Provident Financial Group said it will try to steer around the threat of higher capital requirements by transferring some of its credit risk to third-party investors.
The Cincinnati banking company plans to cut its exposure to subprime loans by $100 million, possibly through a sale of bonds that would work like derivatives.
The risk transfer, slated for the fourth quarter, would help Provident comply with a tough capital rule proposed jointly two weeks ago by the Federal Deposit Insurance Corp., the Office of Thrift Supervision, the Office of the Comptroller of the Currency, and the Federal Reserve Board. The rule would increase the amount of capital that banks must hold against the riskier pieces they retain from securitizations.
The regulators drafted the rule in an attempt to prevent another failure like that of First National Bank of Keystone, W.Va., which had a high concentration of residual subprime securities.
Provident executives said they expect the final version of the rule will be less stringent than the proposal. Nevertheless, they said, the company is preparing for the worst-case scenario by bringing its capital levels up to the standard the proposal would set.
Christopher J. Carey, Provident's chief financial officer, said in a teleconference with analysts last week that the company also plans to raise $200 million of capital by selling $100 million of trust preferred equity and $100 million of subordinated debt, both in the fourth quarter.
Though Provident has not yet decided exactly how it would structure the risk-transfer deal, officials said it would reduce the company's per-share earnings estimate for next year by 7 cents, to between $3.20 and $3.30.
The risk-transfer bonds may resemble credit derivative instruments by J.P. Morgan & Co. and Freddie Mac.
Unlike traditional securitization, in which a lender repackages loans as bonds and sells them to investors, thereby raising money to make new loans and offloading the credit risk, credit derivatives are designed only to unload credit risk.
Charles Pardue, head of synthetic securitization for North America at J.P. Morgan, said that issuing a credit derivative can be compared to taking out an insurance policy on a loan portfolio. The lender pays a premium to investors, and if losses occur, they are covered by the investors, after the lender pays a deductible.
J.P. Morgan has been issuing credit derivatives through its Broad Index Secured Trust Offering program, or Bistro, since December 1997, when it offloaded the risk on a $9.7 billion corporate loan portfolio.

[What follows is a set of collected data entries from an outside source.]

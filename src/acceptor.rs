//! Client-facing TCP accept loop and per-connection request handling.
//!
//! Every accepted connection is served by its own task for exactly one
//! request/response cycle: read a single bounded chunk, route on the `Host`
//! header, select an upstream, forward, record the outcome, close. Any stage
//! failure short-circuits into the matching error response; none of them
//! disturb the accept loop itself.

use std::net::SocketAddr;
use std::sync::Arc;

use tokio::io::{AsyncReadExt, AsyncWriteExt};
use tokio::net::{TcpListener, TcpStream};
use tokio::sync::watch;
use tracing::{debug, error, info, warn};

use crate::forwarder;
use crate::http;
use crate::metrics::REQUESTS_REJECTED;
use crate::registry::Registry;
use crate::upstream::BalancerError;

/// Size of the single receive that must hold the request line and headers.
const REQUEST_BUFFER: usize = 4096;

/// Accepts client connections until the shutdown signal fires.
///
/// Accept errors are logged and the loop continues; in-flight handlers are
/// left to finish on their own after shutdown.
pub async fn accept_loop(
    listener: TcpListener,
    registry: Arc<Registry>,
    mut shutdown_rx: watch::Receiver<()>,
) {
    loop {
        tokio::select! {
            biased; // Prioritize the shutdown signal
            _ = shutdown_rx.changed() => {
                info!("Acceptor received shutdown signal, releasing listener.");
                return;
            }
            accepted = listener.accept() => {
                match accepted {
                    Ok((stream, peer)) => {
                        let registry = registry.clone();
                        tokio::spawn(handle_connection(stream, peer, registry));
                    }
                    Err(e) => {
                        error!(error = %e, "Failed to accept connection");
                    }
                }
            }
        }
    }
}

/// Serves one client connection, writing an error response when any stage of
/// the route → select → forward pipeline fails. The connection closes when
/// the stream drops at the end of this function.
pub async fn handle_connection(mut stream: TcpStream, peer: SocketAddr, registry: Arc<Registry>) {
    if let Err(err) = handle_request(&mut stream, &registry).await {
        debug!(peer = %peer, error = %err, "Request failed");
        REQUESTS_REJECTED.with_label_values(&[rejection_label(&err)]).inc();
        respond_error(&mut stream, &err).await;
    }
}

async fn handle_request(stream: &mut TcpStream, registry: &Registry) -> Result<(), BalancerError> {
    let mut buf = vec![0u8; REQUEST_BUFFER];
    let n = stream
        .read(&mut buf)
        .await
        .map_err(|e| BalancerError::Internal(format!("client read: {}", e)))?;
    if n == 0 {
        // Client connected and hung up without sending anything.
        return Ok(());
    }
    let request = &buf[..n];

    let domain = http::extract_host(request).ok_or(BalancerError::MissingHost)?;
    let server = registry.select(&domain)?;
    debug!(domain = %domain, server = %server.addr(), "Routed request");

    match forwarder::forward(stream, &server, request).await {
        Ok(outcome) => {
            registry.record_success(&domain, server.index, outcome.elapsed);
            Ok(())
        }
        Err(err) => {
            registry.record_failure(&domain, server.index);
            Err(err)
        }
    }
}

async fn respond_error(stream: &mut TcpStream, err: &BalancerError) {
    let (status, reason) = err.status();
    let response = http::plain_response(status, reason, &err.to_string());
    if let Err(e) = stream.write_all(&response).await {
        warn!(error = %e, "Failed to write error response to client");
    }
}

fn rejection_label(err: &BalancerError) -> &'static str {
    match err {
        BalancerError::MissingHost => "missing_host",
        BalancerError::UnknownDomain(_) => "unknown_domain",
        BalancerError::NoHealthyUpstream(_) => "no_healthy_upstream",
        BalancerError::UpstreamTimeout(_) => "upstream_timeout",
        BalancerError::UpstreamError(_) => "upstream_error",
        BalancerError::ConfigError(_) | BalancerError::Internal(_) => "internal",
    }
}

In the simplest Bistro deals, a trust sells bonds and uses the proceeds to buy Treasury securities, which sit in the trust. J.P. Morgan pays a fee to the trust, which pays bondholders an extra spread over the yield on the Treasuries, to compensate for the risk they are taking on. If the loans become delinquent or default, the trust pays Morgan, and investors' return is reduced or eliminated.
Two years ago Freddie Mac issued bonds called Mortgage Default Recourse Notes, or Moderns, which were linked to the performance of $20 billion of mortgages.
Provident's using a structure like Freddie's or J.P. Morgan's to lay off the credit risk from its residuals would represent "a natural step in the evolution of credit derivatives, by combining credit derivative risk transfer with traditional cash securitization," Mr. Pardue said.
In a regular securitization, he said, the issuer unloads the top 85% to 90% of the loans' credit risk and retains the other 10% to 15%. Issuing derivatives linked to the performance of residuals would be a way for lenders to transfer some of the risk of this bottom 10% to 15% to a third party, he said.
It would be "a terrific trade for Provident," he said, because most of the risk of a loan pool is concentrated in that bottom 10% to 15%.